■ **EXERCISE DETAILS**
Using the records below, transcribe word for word the stretch from the line that contains "pub enum LogLevel" through the line that contains "crate's level filter", both end lines included, and nothing else.

■ **SUPPLIED RECORDS**
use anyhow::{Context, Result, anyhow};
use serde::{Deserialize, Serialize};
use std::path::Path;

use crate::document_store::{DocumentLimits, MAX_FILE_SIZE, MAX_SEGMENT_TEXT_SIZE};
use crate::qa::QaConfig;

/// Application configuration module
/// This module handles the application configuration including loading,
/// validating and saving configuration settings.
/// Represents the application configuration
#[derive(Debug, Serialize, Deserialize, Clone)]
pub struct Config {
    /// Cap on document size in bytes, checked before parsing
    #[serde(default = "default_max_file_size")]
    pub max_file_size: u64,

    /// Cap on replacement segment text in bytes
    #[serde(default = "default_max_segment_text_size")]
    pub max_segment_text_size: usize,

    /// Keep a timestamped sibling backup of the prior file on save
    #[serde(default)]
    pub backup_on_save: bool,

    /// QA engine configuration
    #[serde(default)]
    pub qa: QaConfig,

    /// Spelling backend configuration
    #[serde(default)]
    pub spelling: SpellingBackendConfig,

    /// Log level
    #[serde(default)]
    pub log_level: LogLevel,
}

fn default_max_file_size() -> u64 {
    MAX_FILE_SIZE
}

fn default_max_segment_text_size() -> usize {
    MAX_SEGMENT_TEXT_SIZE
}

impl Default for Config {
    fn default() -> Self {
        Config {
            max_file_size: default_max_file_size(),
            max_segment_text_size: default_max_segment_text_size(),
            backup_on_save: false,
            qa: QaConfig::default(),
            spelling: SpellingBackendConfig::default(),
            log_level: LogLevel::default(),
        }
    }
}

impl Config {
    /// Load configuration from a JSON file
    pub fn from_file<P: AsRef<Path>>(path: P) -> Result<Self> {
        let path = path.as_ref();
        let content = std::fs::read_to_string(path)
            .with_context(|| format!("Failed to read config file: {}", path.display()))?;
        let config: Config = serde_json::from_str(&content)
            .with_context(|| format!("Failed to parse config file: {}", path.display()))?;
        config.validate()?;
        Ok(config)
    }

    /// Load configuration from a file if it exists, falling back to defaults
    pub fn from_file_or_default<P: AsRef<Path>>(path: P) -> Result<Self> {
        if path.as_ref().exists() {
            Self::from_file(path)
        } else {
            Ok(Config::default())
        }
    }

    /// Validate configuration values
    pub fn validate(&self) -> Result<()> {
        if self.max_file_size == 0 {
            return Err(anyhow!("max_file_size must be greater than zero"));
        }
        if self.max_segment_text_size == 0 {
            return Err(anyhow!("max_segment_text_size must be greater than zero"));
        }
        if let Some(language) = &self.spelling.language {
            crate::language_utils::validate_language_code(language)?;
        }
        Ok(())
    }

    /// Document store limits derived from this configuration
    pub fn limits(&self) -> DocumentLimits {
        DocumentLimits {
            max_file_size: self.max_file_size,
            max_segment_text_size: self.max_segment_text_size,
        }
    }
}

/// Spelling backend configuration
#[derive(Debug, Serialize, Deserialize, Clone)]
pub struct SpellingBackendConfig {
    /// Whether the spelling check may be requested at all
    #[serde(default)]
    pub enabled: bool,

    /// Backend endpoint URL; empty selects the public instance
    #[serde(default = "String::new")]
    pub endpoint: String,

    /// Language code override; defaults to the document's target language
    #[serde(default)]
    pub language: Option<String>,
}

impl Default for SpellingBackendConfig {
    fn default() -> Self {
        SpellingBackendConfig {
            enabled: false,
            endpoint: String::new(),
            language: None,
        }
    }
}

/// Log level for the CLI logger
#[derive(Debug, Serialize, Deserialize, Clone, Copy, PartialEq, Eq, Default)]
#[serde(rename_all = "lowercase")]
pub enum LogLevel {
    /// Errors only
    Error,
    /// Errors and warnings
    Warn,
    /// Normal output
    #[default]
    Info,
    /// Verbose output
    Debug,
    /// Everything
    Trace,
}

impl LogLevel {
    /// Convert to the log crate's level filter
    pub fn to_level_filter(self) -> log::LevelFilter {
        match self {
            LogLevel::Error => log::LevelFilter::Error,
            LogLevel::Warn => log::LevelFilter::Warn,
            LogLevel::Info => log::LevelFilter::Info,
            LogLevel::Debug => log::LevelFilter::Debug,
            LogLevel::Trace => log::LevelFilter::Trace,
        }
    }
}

■ **RESPONSE AREA**
pub enum LogLevel {
    /// Errors only
    Error,
    /// Errors and warnings
    Warn,
    /// Normal output
    #[default]
    Info,
    /// Verbose output
    Debug,
    /// Everything
    Trace,
}

impl LogLevel {
    /// Convert to the log crate's level filter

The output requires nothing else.